• **EXERCISE REQUIREMENTS**
Could you reproduce, exactly and alone, the lines running from the one with "pub enum PolicyError" to the end of the data below?
── RECORDS TO USE ──
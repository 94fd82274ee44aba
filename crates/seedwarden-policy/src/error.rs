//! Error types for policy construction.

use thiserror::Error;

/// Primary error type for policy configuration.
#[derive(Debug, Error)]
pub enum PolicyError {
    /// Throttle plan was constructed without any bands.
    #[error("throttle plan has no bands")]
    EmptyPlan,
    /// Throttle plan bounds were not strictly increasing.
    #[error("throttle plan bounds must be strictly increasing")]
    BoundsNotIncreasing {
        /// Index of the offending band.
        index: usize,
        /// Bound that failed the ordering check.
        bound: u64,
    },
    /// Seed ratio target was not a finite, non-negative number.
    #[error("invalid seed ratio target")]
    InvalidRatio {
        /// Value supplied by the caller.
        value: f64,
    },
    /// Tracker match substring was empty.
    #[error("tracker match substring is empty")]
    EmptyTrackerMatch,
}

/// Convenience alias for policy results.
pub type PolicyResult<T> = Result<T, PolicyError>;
───
• **ANSWER SPACE**
pub enum PolicyError {
    /// Throttle plan was constructed without any bands.
    #[error("throttle plan has no bands")]
    EmptyPlan,
    /// Throttle plan bounds were not strictly increasing.
    #[error("throttle plan bounds must be strictly increasing")]
    BoundsNotIncreasing {
        /// Index of the offending band.
        index: usize,
        /// Bound that failed the ordering check.
        bound: u64,
    },
    /// Seed ratio target was not a finite, non-negative number.
    #[error("invalid seed ratio target")]
    InvalidRatio {
        /// Value supplied by the caller.
        value: f64,
    },
    /// Tracker match substring was empty.
    #[error("tracker match substring is empty")]
    EmptyTrackerMatch,
}

/// Convenience alias for policy results.
pub type PolicyResult<T> = Result<T, PolicyError>;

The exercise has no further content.